This notebook explores dynamics of the collection items in the NDC. These are the essential items around which all other work will be based. I also found a certain level of inconsistency in the collection items. I found no one single way to reliably retrieve all items that should be classified as "NDC Collections" from ScienceBase.

The original collection items all came from a survey conducted way back at the start of the NGGDPP, which was built as a web form populating survey responses into a Filemaker Pro database built by Jerry McFaul. Rick Brown, who worked up some of the original thinking about the NDC, wrote a process to pull information from that database into what was the Comprehensive Science Catalog (later to be rebuilt as ScienceBase). There are a number of items in the NDC now that have legacy artifacts from that process - NGGDPP Collection extension/facet, unique identifiers (e.g., "P1323"). Most of the information that is contained in these older legacy collections is no longer all that relevant and certainly can't be counted on for accuracy. The categorization concepts that were put into the NGGDPP Collection facet seem to have been pulled up into tags from a set of vocabularies, but I don't believe that those terms have been reviewed for some time if at all and cannot really be used in a semantic integration sense. The facet does contain a numeric value that was intended to indicate the relative magnitude of the collections, but I don't believe these have been reviewed for accuracy in a long time either.

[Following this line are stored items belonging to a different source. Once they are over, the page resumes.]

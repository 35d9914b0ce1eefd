//! # Events — Synchronous Publish/Subscribe
//!
//! Input polling shouldn't have to know which systems care about input. The
//! frame driver publishes an [`Event`] and every listener registered for
//! that [`EventId`] runs immediately, in the order the listeners were added.
//!
//! ## Parameters
//!
//! An event carries a small map of named parameters. Values are a closed
//! tagged union ([`Param`]), and reading one back is checked:
//!
//! ```ignore
//! let mut event = Event::new(window::INPUT)
//!     .with_param(window::input::BUTTONS, buttons)
//!     .with_param(window::input::MOUSE_DELTA, Vec2::new(3.0, -1.0));
//!
//! let buttons: ButtonSet = event.param(window::input::BUTTONS)?;
//! let oops: f32 = event.param(window::input::BUTTONS)?; // EventError::TypeMismatch
//! ```
//!
//! ## Ids
//!
//! [`EventId`] and [`ParamId`] are FNV-1a hashes of a name, computed by a
//! `const fn`, so the well-known ids in [`window`] are plain constants.

use std::collections::HashMap;
use std::fmt;

use glam::{Vec2, Vec3};

use super::error::EventError;
use crate::input::ButtonSet;

const fn fnv1a(name: &str) -> u32 {
    let bytes = name.as_bytes();
    let mut hash: u32 = 0x811c_9dc5;
    let mut i = 0;
    while i < bytes.len() {
        hash ^= bytes[i] as u32;
        hash = hash.wrapping_mul(0x0100_0193);
        i += 1;
    }
    hash
}

/// Identifies a kind of event.
#[derive(Debug, Clone, Copy, PartialEq, Eq, Hash)]
pub struct EventId(u32);

impl EventId {
    pub const fn from_name(name: &str) -> Self {
        Self(fnv1a(name))
    }
}

/// Identifies a named parameter carried by an event.
#[derive(Debug, Clone, Copy, PartialEq, Eq, Hash)]
pub struct ParamId(u32);

impl ParamId {
    pub const fn from_name(name: &str) -> Self {
        Self(fnv1a(name))
    }
}

/// Well-known window events published by the frame driver.
pub mod window {
    use super::{EventId, ParamId};

    pub const QUIT: EventId = EventId::from_name("Events::Window::QUIT");
    pub const RESIZED: EventId = EventId::from_name("Events::Window::RESIZED");
    pub const INPUT: EventId = EventId::from_name("Events::Window::INPUT");

    pub mod resized {
        use super::ParamId;

        pub const WIDTH: ParamId = ParamId::from_name("Events::Window::Resized::WIDTH");
        pub const HEIGHT: ParamId = ParamId::from_name("Events::Window::Resized::HEIGHT");
    }

    pub mod input {
        use super::ParamId;

        /// Held buttons, as a [`ButtonSet`](crate::input::ButtonSet).
        pub const BUTTONS: ParamId = ParamId::from_name("Events::Window::Input::INPUT");
        /// Mouse movement since the last frame, as a `Vec2`.
        pub const MOUSE_DELTA: ParamId = ParamId::from_name("Events::Window::Input::MOUSE_DELTA");
        /// Scroll wheel movement since the last frame, as an `f32`.
        pub const SCROLL: ParamId = ParamId::from_name("Events::Window::Input::SCROLL");
    }
}

/// A parameter value. The set of payload kinds is closed.
#[derive(Debug, Clone, Copy, PartialEq)]
pub enum Param {
    Buttons(ButtonSet),
    Float(f32),
    UInt(u32),
    Vec2(Vec2),
    Vec3(Vec3),
}

/// Discriminant of a [`Param`], used in type-mismatch errors.
#[derive(Debug, Clone, Copy, PartialEq, Eq)]
pub enum ParamKind {
    Buttons,
    Float,
    UInt,
    Vec2,
    Vec3,
}

impl Param {
    pub fn kind(&self) -> ParamKind {
        match self {
            Param::Buttons(_) => ParamKind::Buttons,
            Param::Float(_) => ParamKind::Float,
            Param::UInt(_) => ParamKind::UInt,
            Param::Vec2(_) => ParamKind::Vec2,
            Param::Vec3(_) => ParamKind::Vec3,
        }
    }
}

/// Rust types that can travel as a [`Param`].
pub trait ParamValue: Sized {
    const KIND: ParamKind;

    fn into_param(self) -> Param;

    fn from_param(param: &Param) -> Option<Self>;
}

macro_rules! impl_param_value {
    ($ty:ty, $variant:ident) => {
        impl ParamValue for $ty {
            const KIND: ParamKind = ParamKind::$variant;

            fn into_param(self) -> Param {
                Param::$variant(self)
            }

            fn from_param(param: &Param) -> Option<Self> {
                match param {
                    Param::$variant(value) => Some(*value),
                    _ => None,
                }
            }
        }
    };
}

impl_param_value!(ButtonSet, Buttons);
impl_param_value!(f32, Float);
impl_param_value!(u32, UInt);
impl_param_value!(Vec2, Vec2);
impl_param_value!(Vec3, Vec3);

/// A transient message: an id plus named parameters.
#[derive(Debug, Clone)]
pub struct Event {
    id: EventId,
    params: HashMap<ParamId, Param>,
}

impl Event {
    pub fn new(id: EventId) -> Self {
        Self {
            id,
            params: HashMap::new(),
        }
    }

    pub fn id(&self) -> EventId {
        self.id
    }

    /// Builder form of [`set_param`](Self::set_param).
    pub fn with_param<T: ParamValue>(mut self, key: ParamId, value: T) -> Self {
        self.set_param(key, value);
        self
    }

    /// Store a parameter, replacing any previous value under `key`.
    pub fn set_param<T: ParamValue>(&mut self, key: ParamId, value: T) {
        self.params.insert(key, value.into_param());
    }

    /// Read a parameter back as `T`.
    pub fn param<T: ParamValue>(&self, key: ParamId) -> Result<T, EventError> {
        let param = self.params.get(&key).ok_or(EventError::MissingParam {
            event: self.id,
            param: key,
        })?;
        T::from_param(param).ok_or(EventError::TypeMismatch {
            param: key,
            expected: T::KIND,
            found: param.kind(),
        })
    }

    pub fn has_param(&self, key: ParamId) -> bool {
        self.params.contains_key(&key)
    }
}

/// Handle returned by [`EventManager::add_listener`], used to unsubscribe.
#[derive(Debug, Clone, Copy, PartialEq, Eq, Hash)]
pub struct ListenerId(u64);

/// A boxed listener callback.
pub type Listener = Box<dyn FnMut(&mut Event)>;

/// Routes events to the listeners registered for their id.
pub struct EventManager {
    listeners: HashMap<EventId, Vec<(ListenerId, Listener)>>,
    next_id: u64,
}

impl EventManager {
    pub fn new() -> Self {
        Self {
            listeners: HashMap::new(),
            next_id: 0,
        }
    }

    /// Register a callback for events with the given id. Several listeners
    /// per id are allowed; they run in the order they were added.
    pub fn add_listener(
        &mut self,
        event: EventId,
        listener: impl FnMut(&mut Event) + 'static,
    ) -> ListenerId {
        let id = ListenerId(self.next_id);
        self.next_id += 1;
        self.listeners
            .entry(event)
            .or_default()
            .push((id, Box::new(listener)));
        id
    }

    /// Unsubscribe a listener. Returns `false` if it was already gone.
    pub fn remove_listener(&mut self, listener: ListenerId) -> bool {
        for list in self.listeners.values_mut() {
            if let Some(pos) = list.iter().position(|(id, _)| *id == listener) {
                drop(list.remove(pos));
                return true;
            }
        }
        false
    }

    /// Invoke every listener registered for `event`'s id, in registration
    /// order. Returns how many ran.
    pub fn send(&mut self, event: &mut Event) -> usize {
        let Some(list) = self.listeners.get_mut(&event.id()) else {
            return 0;
        };
        for (_, listener) in list.iter_mut() {
            listener(event);
        }
        list.len()
    }

    /// Send a parameterless event.
    pub fn send_id(&mut self, event: EventId) -> usize {
        self.send(&mut Event::new(event))
    }

    pub fn listener_count(&self, event: EventId) -> usize {
        self.listeners.get(&event).map_or(0, Vec::len)
    }

    /// Listeners across every event id.
    pub fn total_listeners(&self) -> usize {
        self.listeners.values().map(Vec::len).sum()
    }
}

impl Default for EventManager {
    fn default() -> Self {
        Self::new()
    }
}

impl fmt::Debug for EventManager {
    fn fmt(&self, f: &mut fmt::Formatter<'_>) -> fmt::Result {
        f.debug_struct("EventManager")
            .field("events", &self.listeners.len())
            .field("listeners", &self.total_listeners())
            .finish()
    }
}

The identifiers that were assigned to collections way back when the survey was done were created to help keep track of work from that point forward. They were used in the process to identify the collection into which submitted metadata should be organized by placing the identifier on records submitted in spreadsheets or xml files. It may still be useful to keep those IDs on the collection items where relevant, but later collections seem to have dropped this concept.

We can somewhat count on the items immediately below the organization collections being the actual NDC Collections and the items I'll be focusing most of my attention on. I created another type classification tag, ndc_collection, that I will likely apply to all of the items deemed to be the actual collections of the NDC. This will make it much more reliable to tease them out of ScienceBase for processing.

In [1]:
import requests
from IPython.display import display

In [2]:
parentId = '4f4e4760e4b07f02db47dfb4'
tagScheme = {"scheme":"https://www.sciencebase.gov/vocab/category/NGGDPP/nggdpp_collection_types","name":"ndc_organization"}
sbQueryPath = f'https://www.sciencebase.gov/catalog/items?format=json&max=50&fields=title,contacts,spatial&parentId={parentId}&filter=tags%3D{tagScheme}'

r_ndc_org = requests.get(sbQueryPath).json()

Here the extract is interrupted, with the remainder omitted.